The comedian Shaparak Khorsandi, who has been campaigning for Ashoori’s release, said:
Anoosheh Ashoori was arrested by Iranian Military Intelligence officials in August 2017 while visiting his elderly mother. He was subjected to a grossly unfair trial - with torture-tainted “confessions” used to convict him of “cooperating with a hostile state” - and jailed for ten years, with two years to run concurrently. The 67-year-old is suffering from failing health and is at risk of contracting coronavirus in crowded and unsanitary jail conditions. Amnesty is calling on the UK government to urgently press the Iranian authorities to ensure that he is permanently released from jail and allowed to leave the country to rejoin his family in the UK.
There are longstanding concerns that the UK government has failed to prioritise Anoosheh Ashoori’s case or that of other UK nationals held in Iran.
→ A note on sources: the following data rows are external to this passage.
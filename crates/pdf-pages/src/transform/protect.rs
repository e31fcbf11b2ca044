//! Password protection
//!
//! The same password opens the document and unlocks its permissions.

use crate::document::PdfHandle;
use crate::types::*;
use lopdf::encryption::{EncryptionState, EncryptionVersion, Permissions};
use lopdf::{Document, Object, StringFormat};
use std::collections::hash_map::DefaultHasher;
use std::hash::{Hash, Hasher};

/// RC4 key length for the standard security handler, in bits
const KEY_LENGTH: usize = 128;

pub fn protect(source: &SourceFile, password: &str) -> Result<OutputFile> {
    if password.is_empty() {
        return Err(PagesError::validation("Password cannot be empty"));
    }

    let mut handle = PdfHandle::load(source)?;
    let doc = handle.document_mut();
    if doc.is_encrypted() {
        return Err(PagesError::Encryption(format!(
            "{} is already encrypted",
            source.name
        )));
    }
    ensure_file_id(doc, &source.bytes);

    let version = EncryptionVersion::V2 {
        document: &*doc,
        owner_password: password,
        user_password: password,
        key_length: KEY_LENGTH,
        permissions: Permissions::all(),
    };
    let state = EncryptionState::try_from(version).map_err(|e| PagesError::Encryption(e.to_string()))?;
    doc.encrypt(&state)
        .map_err(|e| PagesError::Encryption(e.to_string()))?;

    log::debug!("Encrypted {}", source.name);
    let name = format!("{}_protected.pdf", source.base_name());
    handle.into_output(name)
}

/// The key derivation needs a file identifier; derive one from the input when absent
fn ensure_file_id(doc: &mut Document, seed: &[u8]) {
    if doc.trailer.has(b"ID") {
        return;
    }
    let mut id = Vec::with_capacity(16);
    for salt in [0u8, 1] {
        let mut hasher = DefaultHasher::new();
        salt.hash(&mut hasher);
        seed.hash(&mut hasher);
        id.extend_from_slice(&hasher.finish().to_be_bytes());
    }
    let id = Object::String(id, StringFormat::Hexadecimal);
    doc.trailer.set("ID", Object::Array(vec![id.clone(), id]));
}
//! Document transforms
//!
//! Every transform loads its own `PdfHandle` from the source bytes and drops
//! it before returning. Parameters are validated before output is built, so
//! a transform yields either its complete output set or an error.

pub mod compress;
pub mod edit;
pub mod images;
pub mod merge;
pub mod overlay;
pub mod protect;
pub mod raster;
pub mod split;

pub use compress::compress;
pub use edit::{crop, delete_pages, reorder, rotate};
pub use images::{SkippedAsset, images_to_pdf, images_to_pdf_parallel};
pub use merge::{merge, merge_handles};
pub use overlay::{add_page_numbers, watermark};
pub use protect::protect;
pub use raster::{Rasterizer, RenderSize, pdf_to_images};
pub use split::{extract_pages, split_all, split_all_parallel, split_by_ranges, split_every, split_into};
use std::path::PathBuf;

mod error;
mod remote;
mod worker;

pub use error::{Result, RuntimeError};
pub use remote::{DownloadTarget, ProcessingResponse, content_type_for};
pub use worker::{Worker, worker_task};

// Re-export types from library crates
pub use pdf_pages::{Engine, Operation, OutcomeDetail};
pub use pdf_thumbnails::{Thumbnail, ThumbnailCache, ThumbnailSize};
pub use pdf_workbench::{Action, EntryId, WorkbenchState};

/// Commands sent from a front end to the worker
#[derive(Debug)]
pub enum PdfCommand {
    /// Read files from disk into the collection and start their thumbnails
    AddFiles {
        paths: Vec<PathBuf>,
    },
    /// Any other collection transition
    Workbench(Action),
    /// Render (or re-render) previews at the current thumbnail size
    GenerateThumbnails {
        ids: Vec<EntryId>,
    },
    /// Merge the selected entries, or all entries when nothing is selected
    MergeCollection {
        output_dir: PathBuf,
    },
    Execute {
        operation: Operation,
        inputs: Vec<PathBuf>,
        output_dir: PathBuf,
    },
}

/// Updates sent from the worker to the front end
#[derive(Debug, Clone)]
pub enum PdfUpdate {
    Progress {
        operation: String,
        current: usize,
        total: usize,
    },
    StateChanged {
        state: WorkbenchState,
        can_undo: bool,
        can_redo: bool,
    },
    ThumbnailReady {
        id: EntryId,
        width: u32,
        height: u32,
        page_count: usize,
    },
    ThumbnailFailed {
        id: EntryId,
        message: String,
    },
    OperationComplete {
        operation: String,
        paths: Vec<PathBuf>,
        detail: OutcomeDetail,
    },
    Error {
        message: String,
    },
}
pub mod constants;
mod document;
mod operation;
mod options;
pub mod selector;
pub mod transform;
mod types;

#[cfg(test)]
mod test_support;

pub use document::{PageBox, PdfHandle, load_pdf, save_pdf};
pub use operation::*;
pub use options::*;
pub use selector::{filter_page_list, parse_page_list, parse_page_sequence, parse_ranges};
pub use transform::{Rasterizer, RenderSize, SkippedAsset};
pub use types::*;

#[cfg(feature = "pdfium")]
pub use transform::raster::{PdfiumRasterizer, bind_pdfium};
/// Look up `key` on a page, then on each ancestor
fn inherited<'a>(doc: &'a Document, page_id: ObjectId, key: &[u8]) -> Result<Option<&'a Object>> {
    let mut current = page_id;
    let mut visited = HashSet::new();
    while visited.insert(current) {
        let dict = doc.get_dictionary(current)?;
        if let Ok(value) = dict.get(key) {
            return Ok(Some(value));
        }
        match dict.get(b"Parent").and_then(Object::as_reference) {
            Ok(parent) => current = parent,
            Err(_) => break,
        }
    }
    Ok(None)
}

fn inherited_box(doc: &Document, page_id: ObjectId, key: &[u8]) -> Result<Option<PageBox>> {
    let obj = match inherited(doc, page_id, key)? {
        Some(Object::Reference(id)) => doc.get_object(*id)?,
        Some(obj) => obj,
        None => return Ok(None),
    };
    Ok(obj.as_array().ok().and_then(|arr| PageBox::from_array(arr)))
}

/// Extract numeric value from a PDF object
pub(crate) fn extract_number(obj: &Object) -> Option<f32> {
    match obj {
        Object::Integer(i) => Some(*i as f32),
        Object::Real(r) => Some(*r),
        _ => None,
    }
}

/// Decode a PDF text string (UTF-16BE with BOM, otherwise byte-per-char)
fn text_string(obj: &Object) -> Option<String> {
    let bytes = match obj {
        Object::String(bytes, _) => bytes,
        _ => return None,
    };
    let text = if bytes.starts_with(&[0xFE, 0xFF]) {
        let units: Vec<u16> = bytes[2..]
            .chunks_exact(2)
            .map(|pair| u16::from_be_bytes([pair[0], pair[1]]))
            .collect();
        String::from_utf16_lossy(&units)
    } else {
        bytes.iter().map(|&b| b as char).collect()
    };
    Some(text).filter(|t| !t.is_empty())
}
For example, Nazanin Zaghari-Ratcliffe’s husband, Richard Ratcliffe, has labelled the UK’s inability to secure his wife’s freedom a “failure of diplomacy”. Amnesty fears the treatment of Ashoori, Zaghari-Ratcliffe and other Iranian dual-nationals from the UK and elsewhere is part of a wider pattern by the Iranian authorities to exert global diplomatic pressure. Ahead of last weekend’s G7 summit, Amnesty called on world leaders to urgently move ahead with an intergovernmental “action plan” on the issue initiated by the Canadian government.